絵というのは、いろんな能力が組み合わさってなりたっているが、本書では8つに分類されている。

  • アイデア
  • オリジナリティ
  • 形状ストック
  • 構図構成力
  • 形をとる力
  • 立体を把握する力
  • テクニック
  • 完成させる力

細かく能力を分類してみると、デッサンってけっこうどの能力も入ってたんだなと思った。
ピンポイントで上達させるというより、全スキルを少しずつ底上げさせる感じ。

能力を一覧にすることで、自分の弱いところ・もっと身に付けたいところが再確認ができてよかった。

トレーニング方法

著書では、こういう職業であれば、この能力が必要。だからこういうトレーニングをするといいよ。という風に書かれている。

「なぜそのトレーニングをするか」といった目的と効果・注意点などが、具体的に書かれていて、とてもおもしろかった。

たとえば、形を覚えるためのクロッキーの場合だと、

  • まずは写真や図鑑などで形を覚えてから、本物を書くといい
  • 消しゴムはあまり使わないようにする
    (何度も描いたり消したりしていると自信がなくなる+自分が間違えたところを記録した方が後で役に立つから)

というようなアドバイスが書かれてる。

トレーニングにおいては、人それぞれ向き不向きがあるので、いろんなトレーニング方法を紹介してくれるのはいいなと思う。

自信のつけ方

世の中のかなりの人が、自信がないのに職場ではそれを隠しながら仕事をしています。

という話がでてきて、それ自分のことや…となった。

著書でのアドバイスをざっくりいうと「自信は人との関係で生まれるものだから、ほかの人と交流できるところに行こう」という内容だったんだけど、本当にその通りだなと思った。

感覚・感性・センスの話のところを一部引用。

感性を磨く過程でも、絵のトレーニングをしているときでも、自信がないというのが一番の敵になります。
〜略〜
技術を学ぶということは、自信がつく、鼻っぱしを折られる、また自信がつく……の繰り返しです。しかし感性にかけては信じるしかありません。誰がなんと言おうと、自分の感性は正しいのです。

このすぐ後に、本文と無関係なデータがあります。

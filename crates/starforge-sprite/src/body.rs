//! Body kinds and the typed body specification.

use std::fmt;
use std::str::FromStr;

use serde::{Deserialize, Serialize};

use crate::error::SpriteError;

/// The kind of celestial body a sprite depicts.
#[derive(Clone, Copy, Debug, PartialEq, Eq, Hash, PartialOrd, Ord, Serialize, Deserialize)]
#[serde(rename_all = "snake_case")]
pub enum BodyKind {
    /// Self-luminous star with corona.
    Star,
    /// Terrestrial planet with oceans, biomes and clouds.
    RockyPlanet,
    /// Banded gas giant, optionally ringed.
    GasGiant,
    /// Airless cratered moon.
    Moon,
    /// Small irregular rock.
    Asteroid,
    /// Event horizon with accretion disk.
    BlackHole,
}

impl BodyKind {
    /// Every body kind, in batch order.
    pub const ALL: [BodyKind; 6] = [
        BodyKind::Star,
        BodyKind::RockyPlanet,
        BodyKind::GasGiant,
        BodyKind::Moon,
        BodyKind::Asteroid,
        BodyKind::BlackHole,
    ];

    /// Stable snake_case name used in manifest keys and file names.
    pub fn as_str(&self) -> &'static str {
        match self {
            BodyKind::Star => "star",
            BodyKind::RockyPlanet => "rocky_planet",
            BodyKind::GasGiant => "gas_giant",
            BodyKind::Moon => "moon",
            BodyKind::Asteroid => "asteroid",
            BodyKind::BlackHole => "black_hole",
        }
    }

    /// Recognized variants. The first entry is the fallback for unknown names.
    pub fn variants(&self) -> &'static [&'static str] {
        match self {
            BodyKind::Star => &["g", "o", "b", "a", "f", "k", "m"],
            BodyKind::RockyPlanet => &["terran", "desert", "arctic", "volcanic", "ocean"],
            BodyKind::GasGiant => &["jovian", "saturnian", "ice", "hot"],
            BodyKind::Moon => &["rocky", "icy", "rust"],
            BodyKind::Asteroid => &["silicate", "carbonaceous", "metallic"],
            BodyKind::BlackHole => &["stellar", "supermassive", "quasar"],
        }
    }

    /// The fallback variant.
    pub fn default_variant(&self) -> &'static str {
        self.variants()[0]
    }

    /// Returns `true` if `variant` is one of [`BodyKind::variants`].
    pub fn is_known_variant(&self, variant: &str) -> bool {
        self.variants().contains(&variant)
    }

    /// Default square frame size in pixels.
    pub fn default_frame_size(&self) -> u32 {
        match self {
            BodyKind::Star => 192,
            BodyKind::RockyPlanet => 128,
            BodyKind::GasGiant => 192,
            BodyKind::Moon => 96,
            BodyKind::Asteroid => 48,
            BodyKind::BlackHole => 192,
        }
    }

    /// Default number of animation frames.
    pub fn default_frame_count(&self) -> u32 {
        match self {
            BodyKind::Asteroid => 16,
            _ => 24,
        }
    }
}

impl fmt::Display for BodyKind {
    fn fmt(&self, f: &mut fmt::Formatter<'_>) -> fmt::Result {
        f.write_str(self.as_str())
    }
}

impl FromStr for BodyKind {
    type Err = SpriteError;

    /// Parses snake_case or kebab-case names plus a few short aliases.
    fn from_str(s: &str) -> Result<Self, Self::Err> {
        let normalized = s.trim().to_ascii_lowercase().replace('-', "_");
        match normalized.as_str() {
            "star" | "stars" | "sun" => Ok(BodyKind::Star),
            "rocky_planet" | "planet" | "planets" | "rocky" => Ok(BodyKind::RockyPlanet),
            "gas_giant" | "gas_giants" | "giant" => Ok(BodyKind::GasGiant),
            "moon" | "moons" => Ok(BodyKind::Moon),
            "asteroid" | "asteroids" => Ok(BodyKind::Asteroid),
            "black_hole" | "black_holes" | "blackhole" => Ok(BodyKind::BlackHole),
            _ => Err(SpriteError::UnknownBodyKind(s.to_string())),
        }
    }
}

/// Everything needed to render one sprite sheet.
///
/// Built with [`BodySpec::new`] (kind defaults) and the `with_*` setters, then
/// checked with [`BodySpec::validate`]. The assembler re-validates before
/// rendering.
#[derive(Clone, Debug, PartialEq, Eq, Hash, Serialize, Deserialize)]
pub struct BodySpec {
    /// Body kind.
    pub kind: BodyKind,
    /// Palette/tuning variant. Unknown names fall back to the kind's default.
    pub variant: String,
    /// Noise seed.
    pub seed: u64,
    /// Frame width in pixels.
    pub frame_width: u32,
    /// Frame height in pixels.
    pub frame_height: u32,
    /// Number of animation frames in the filmstrip.
    pub frame_count: u32,
    /// Side of the square pixel block every sample covers (1 = full resolution).
    pub pixel_size: u32,
}

impl BodySpec {
    /// A spec with the kind's default variant, frame size and frame count.
    pub fn new(kind: BodyKind, seed: u64) -> Self {
        let size = kind.default_frame_size();
        Self {
            kind,
            variant: kind.default_variant().to_string(),
            seed,
            frame_width: size,
            frame_height: size,
            frame_count: kind.default_frame_count(),
            pixel_size: 1,
        }
    }

    /// Parse a `kind` or `variant-kind` name such as `"rocky-moon"` or
    /// `"saturnian_gas_giant"`.
    pub fn parse(name: &str, seed: u64) -> Result<Self, SpriteError> {
        if let Ok(kind) = name.parse::<BodyKind>() {
            return Ok(Self::new(kind, seed));
        }
        let normalized = name.trim().to_ascii_lowercase().replace('-', "_");
        if let Some((variant, rest)) = normalized.split_once('_')
            && let Ok(kind) = rest.parse::<BodyKind>()
        {
            return Ok(Self::new(kind, seed).with_variant(variant));
        }
        Err(SpriteError::UnknownBodyKind(name.to_string()))
    }

    /// Set the variant name.
    pub fn with_variant(mut self, variant: impl Into<String>) -> Self {
        self.variant = variant.into();
        self
    }

    /// Set a square frame size.
    pub fn with_frame_size(mut self, size: u32) -> Self {
        self.frame_width = size;
        self.frame_height = size;
        self
    }

    /// Set independent frame width and height.
    pub fn with_frame_dimensions(mut self, width: u32, height: u32) -> Self {
        self.frame_width = width;
        self.frame_height = height;
        self
    }

    /// Set the number of animation frames.
    pub fn with_frame_count(mut self, frame_count: u32) -> Self {
        self.frame_count = frame_count;
        self
    }

    /// Set the pixel block size.
    pub fn with_pixel_size(mut self, pixel_size: u32) -> Self {
        self.pixel_size = pixel_size;
        self
    }

    /// Check every dimension is positive and the packed sheet fits.
    pub fn validate(&self) -> Result<(), SpriteError> {
        let checks = [
            ("frame_width", self.frame_width),
            ("frame_height", self.frame_height),
            ("frame_count", self.frame_count),
            ("pixel_size", self.pixel_size),
        ];
        for (name, value) in checks {
            if value == 0 {
                return Err(SpriteError::InvalidDimension {
                    name,
                    value: value as u64,
                });
            }
        }
        self.sheet_width().map(|_| ())
    }

    /// Consume and return the spec if it is valid.
    pub fn validated(self) -> Result<Self, SpriteError> {
        self.validate()?;
        Ok(self)
    }

    /// Total width of the packed filmstrip.
    pub fn sheet_width(&self) -> Result<u32, SpriteError> {
        self.frame_width
            .checked_mul(self.frame_count)
            .ok_or(SpriteError::InvalidDimension {
                name: "sheet_width",
                value: self.frame_width as u64 * self.frame_count as u64,
            })
    }

    /// Returns `true` if the variant is recognized for this kind.
    pub fn has_known_variant(&self) -> bool {
        self.kind.is_known_variant(&self.variant)
    }
}

#[cfg(test)]
mod tests {
    use super::*;

    #[test]
    fn test_parse_kind_names() {
        assert_eq!("star".parse::<BodyKind>().unwrap(), BodyKind::Star);
        assert_eq!("gas-giant".parse::<BodyKind>().unwrap(), BodyKind::GasGiant);
        assert_eq!("Black_Hole".parse::<BodyKind>().unwrap(), BodyKind::BlackHole);
        assert_eq!("planet".parse::<BodyKind>().unwrap(), BodyKind::RockyPlanet);
    }

    #[test]
    fn test_unknown_kind_is_error() {
        let err = "comet".parse::<BodyKind>().unwrap_err();
        assert_eq!(err, SpriteError::UnknownBodyKind("comet".to_string()));
    }

    #[test]
    fn test_display_roundtrips_through_from_str() {
        for kind in BodyKind::ALL {
            assert_eq!(kind.to_string().parse::<BodyKind>().unwrap(), kind);
        }
    }

    #[test]
    fn test_parse_variant_prefixed_name() {
        let spec = BodySpec::parse("rocky-moon", 12345).unwrap();
        assert_eq!(spec.kind, BodyKind::Moon);
        assert_eq!(spec.variant, "rocky");
        assert_eq!(spec.seed, 12345);

        let spec = BodySpec::parse("saturnian-gas-giant", 1).unwrap();
        assert_eq!(spec.kind, BodyKind::GasGiant);
        assert_eq!(spec.variant, "saturnian");

        assert!(BodySpec::parse("purple-comet", 1).is_err());
    }

    #[test]
    fn test_new_uses_kind_defaults() {
        let spec = BodySpec::new(BodyKind::Asteroid, 7);
        assert_eq!(spec.variant, "silicate");
        assert_eq!(spec.frame_width, 48);
        assert_eq!(spec.frame_count, 16);
        assert_eq!(spec.pixel_size, 1);
        assert!(spec.validate().is_ok());
    }

    #[test]
    fn test_zero_dimensions_rejected() {
        let spec = BodySpec::new(BodyKind::Moon, 1).with_frame_size(0);
        assert_eq!(
            spec.validate(),
            Err(SpriteError::InvalidDimension {
                name: "frame_width",
                value: 0
            })
        );

        let spec = BodySpec::new(BodyKind::Moon, 1).with_frame_count(0);
        assert!(matches!(
            spec.validate(),
            Err(SpriteError::InvalidDimension { name: "frame_count", .. })
        ));

        let spec = BodySpec::new(BodyKind::Moon, 1).with_pixel_size(0);
        assert!(spec.validated().is_err());
    }

    #[test]
    fn test_sheet_width_overflow_rejected() {
        let spec = BodySpec::new(BodyKind::Star, 1)
            .with_frame_size(1 << 20)
            .with_frame_count(1 << 13);
        assert!(matches!(
            spec.validate(),
            Err(SpriteError::InvalidDimension { name: "sheet_width", .. })
        ));
    }

    #[test]
    fn test_known_variants() {
        let spec = BodySpec::new(BodyKind::GasGiant, 1).with_variant("saturnian");
        assert!(spec.has_known_variant());
        let spec = spec.with_variant("plaid");
        assert!(!spec.has_known_variant());
    }

    #[test]
    fn test_spec_serializes_kind_snake_case() {
        let spec = BodySpec::new(BodyKind::BlackHole, 3);
        let json = serde_json::to_string(&spec).unwrap();
        assert!(json.contains("\"kind\":\"black_hole\""));
        let back: BodySpec = serde_json::from_str(&json).unwrap();
        assert_eq!(back, spec);
    }
}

感覚を磨くということは、言い換えると「人間力を磨く」ことにほかなりません。
もっと平たく言うと「経験を積む」の一言になります。

絵を実際に描く以外のとても大事なことなので、こういう章がきちんとあるのはいいなと思った。

まとめ

絵の勉強って、けっこう根性論で押し通すところがあると思う。
それで、上達できればいいんだけど、がんばって時間をかけたわりに、全然成果がでてないとなると本当につらい。

今どの部分が自分に欠けてて、どこを学ばなければいけないか考えた上で、効率的にトレーニングするのが大事だと思う。

自分がどのあたりにいるかわからない状態だと、自信がもてないし、ただただつらいので、こういう本を一度読んで、立ち止まりつつ考えてみるのはいいことだなと思った。

今までぼんやりと感じていたけど、言語化できてなかった部分がいくつかあって、読んでいてスッキリした。
個人的には1度だけでなく、何度か読み直したい。